◆ MATERIAL TO PROCESS ◆

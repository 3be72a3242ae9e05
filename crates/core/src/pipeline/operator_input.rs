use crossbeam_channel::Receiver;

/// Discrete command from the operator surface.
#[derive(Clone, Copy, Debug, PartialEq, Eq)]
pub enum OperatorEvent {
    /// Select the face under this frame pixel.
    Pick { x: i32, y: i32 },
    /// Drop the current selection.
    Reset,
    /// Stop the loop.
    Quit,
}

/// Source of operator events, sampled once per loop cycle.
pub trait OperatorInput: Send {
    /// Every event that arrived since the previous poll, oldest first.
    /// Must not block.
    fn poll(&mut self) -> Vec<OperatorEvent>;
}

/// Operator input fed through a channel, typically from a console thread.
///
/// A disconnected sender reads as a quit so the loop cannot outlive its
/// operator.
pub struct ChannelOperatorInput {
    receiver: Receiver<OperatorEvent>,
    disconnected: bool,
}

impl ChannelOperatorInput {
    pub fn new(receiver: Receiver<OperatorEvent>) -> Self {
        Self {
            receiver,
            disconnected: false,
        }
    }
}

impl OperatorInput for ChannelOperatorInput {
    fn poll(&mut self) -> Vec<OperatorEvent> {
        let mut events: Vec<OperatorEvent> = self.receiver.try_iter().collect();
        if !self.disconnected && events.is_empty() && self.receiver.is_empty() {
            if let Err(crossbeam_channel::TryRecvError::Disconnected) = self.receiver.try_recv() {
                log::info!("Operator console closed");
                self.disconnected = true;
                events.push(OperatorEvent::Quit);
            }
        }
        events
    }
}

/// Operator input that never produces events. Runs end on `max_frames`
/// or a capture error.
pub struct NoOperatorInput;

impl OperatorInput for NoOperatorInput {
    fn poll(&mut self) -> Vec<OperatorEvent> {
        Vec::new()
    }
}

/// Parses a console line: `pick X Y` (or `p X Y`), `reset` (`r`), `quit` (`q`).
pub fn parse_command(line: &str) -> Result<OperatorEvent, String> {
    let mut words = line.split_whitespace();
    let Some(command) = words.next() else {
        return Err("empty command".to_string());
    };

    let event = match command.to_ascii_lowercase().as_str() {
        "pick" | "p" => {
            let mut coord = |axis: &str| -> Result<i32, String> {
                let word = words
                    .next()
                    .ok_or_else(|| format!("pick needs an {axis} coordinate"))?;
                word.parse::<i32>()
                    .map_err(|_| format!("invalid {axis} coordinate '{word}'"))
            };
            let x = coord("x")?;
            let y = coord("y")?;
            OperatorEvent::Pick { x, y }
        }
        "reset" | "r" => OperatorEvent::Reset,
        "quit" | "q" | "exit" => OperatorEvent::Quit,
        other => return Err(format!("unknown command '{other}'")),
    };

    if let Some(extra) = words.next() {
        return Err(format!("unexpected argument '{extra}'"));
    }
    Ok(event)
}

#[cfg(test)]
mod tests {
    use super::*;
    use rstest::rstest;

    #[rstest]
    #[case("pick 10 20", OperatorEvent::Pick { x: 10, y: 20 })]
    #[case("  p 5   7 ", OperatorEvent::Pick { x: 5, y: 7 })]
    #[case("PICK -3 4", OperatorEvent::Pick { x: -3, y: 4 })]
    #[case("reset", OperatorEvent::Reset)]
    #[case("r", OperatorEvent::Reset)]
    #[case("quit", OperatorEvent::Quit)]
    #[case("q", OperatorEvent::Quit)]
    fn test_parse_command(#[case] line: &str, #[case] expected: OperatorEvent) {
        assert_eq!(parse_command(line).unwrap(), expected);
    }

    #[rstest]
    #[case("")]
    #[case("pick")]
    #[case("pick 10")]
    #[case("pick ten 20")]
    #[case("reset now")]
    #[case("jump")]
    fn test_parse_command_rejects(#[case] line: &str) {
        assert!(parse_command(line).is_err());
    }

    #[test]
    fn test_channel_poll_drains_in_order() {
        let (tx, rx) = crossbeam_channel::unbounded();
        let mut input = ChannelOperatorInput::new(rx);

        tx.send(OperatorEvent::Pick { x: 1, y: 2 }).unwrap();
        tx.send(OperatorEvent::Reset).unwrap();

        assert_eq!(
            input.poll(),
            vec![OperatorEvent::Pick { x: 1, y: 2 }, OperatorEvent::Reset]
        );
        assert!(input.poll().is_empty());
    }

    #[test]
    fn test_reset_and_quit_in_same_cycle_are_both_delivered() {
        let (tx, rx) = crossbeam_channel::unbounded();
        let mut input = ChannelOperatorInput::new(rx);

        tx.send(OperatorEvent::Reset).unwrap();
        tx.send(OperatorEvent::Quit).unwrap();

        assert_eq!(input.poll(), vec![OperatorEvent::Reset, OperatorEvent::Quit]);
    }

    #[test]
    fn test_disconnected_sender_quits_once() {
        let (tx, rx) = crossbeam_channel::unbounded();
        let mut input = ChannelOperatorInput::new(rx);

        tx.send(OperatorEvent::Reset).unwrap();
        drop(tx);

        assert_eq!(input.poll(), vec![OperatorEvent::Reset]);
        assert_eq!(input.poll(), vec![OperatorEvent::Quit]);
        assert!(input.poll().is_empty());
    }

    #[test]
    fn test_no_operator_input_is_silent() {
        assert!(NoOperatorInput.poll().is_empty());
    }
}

◆ ACTION ITEM ◆
Search the listing for the word "return" and state how many lines contain it. Nothing else belongs in the reply.

◆ WORKED SOLUTION ◆
3